*EXTRACTED ENTRIES*
┏━━

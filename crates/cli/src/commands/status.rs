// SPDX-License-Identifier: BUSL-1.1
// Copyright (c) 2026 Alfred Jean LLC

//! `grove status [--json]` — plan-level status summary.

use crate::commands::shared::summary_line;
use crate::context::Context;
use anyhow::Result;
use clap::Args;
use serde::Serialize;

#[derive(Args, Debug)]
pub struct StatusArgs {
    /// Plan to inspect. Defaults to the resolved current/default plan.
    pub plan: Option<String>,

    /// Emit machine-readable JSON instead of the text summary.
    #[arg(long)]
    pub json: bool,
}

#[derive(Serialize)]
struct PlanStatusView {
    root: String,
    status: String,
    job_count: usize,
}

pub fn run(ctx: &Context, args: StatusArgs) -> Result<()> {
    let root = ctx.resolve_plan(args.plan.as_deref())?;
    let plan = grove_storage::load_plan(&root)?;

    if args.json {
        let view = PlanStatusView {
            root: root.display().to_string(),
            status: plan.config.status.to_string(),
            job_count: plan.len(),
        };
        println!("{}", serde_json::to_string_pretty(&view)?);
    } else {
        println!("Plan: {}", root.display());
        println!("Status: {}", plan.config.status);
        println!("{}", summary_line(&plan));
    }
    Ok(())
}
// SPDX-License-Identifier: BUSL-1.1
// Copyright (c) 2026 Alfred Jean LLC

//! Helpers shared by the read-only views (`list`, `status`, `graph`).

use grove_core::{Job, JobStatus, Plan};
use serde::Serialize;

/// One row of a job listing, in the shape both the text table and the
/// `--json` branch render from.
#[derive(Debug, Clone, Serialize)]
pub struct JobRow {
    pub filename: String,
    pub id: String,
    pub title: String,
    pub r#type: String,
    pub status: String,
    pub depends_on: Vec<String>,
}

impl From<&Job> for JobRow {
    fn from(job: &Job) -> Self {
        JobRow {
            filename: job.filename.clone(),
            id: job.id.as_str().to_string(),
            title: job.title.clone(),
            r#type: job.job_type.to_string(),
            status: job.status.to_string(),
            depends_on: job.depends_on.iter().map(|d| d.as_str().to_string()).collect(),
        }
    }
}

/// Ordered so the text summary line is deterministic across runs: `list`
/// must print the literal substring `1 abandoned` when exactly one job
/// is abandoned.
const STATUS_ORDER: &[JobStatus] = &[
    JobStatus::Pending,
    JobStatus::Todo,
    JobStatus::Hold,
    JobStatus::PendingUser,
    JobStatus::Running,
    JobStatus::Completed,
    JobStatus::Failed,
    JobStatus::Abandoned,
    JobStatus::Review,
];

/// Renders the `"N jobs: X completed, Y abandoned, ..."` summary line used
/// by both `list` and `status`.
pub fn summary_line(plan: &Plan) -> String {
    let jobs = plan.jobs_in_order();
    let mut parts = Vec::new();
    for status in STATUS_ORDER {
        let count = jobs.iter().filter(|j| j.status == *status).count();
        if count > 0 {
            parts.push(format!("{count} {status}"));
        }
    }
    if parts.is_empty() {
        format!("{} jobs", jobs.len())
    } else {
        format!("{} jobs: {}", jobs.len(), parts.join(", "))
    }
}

┗━━

*WHAT YOU WILL DO*
Please show every line of the records that holds the word "Result".

*YOUR SOLUTION*
use anyhow::Result;
pub fn run(ctx: &Context, args: StatusArgs) -> Result<()> {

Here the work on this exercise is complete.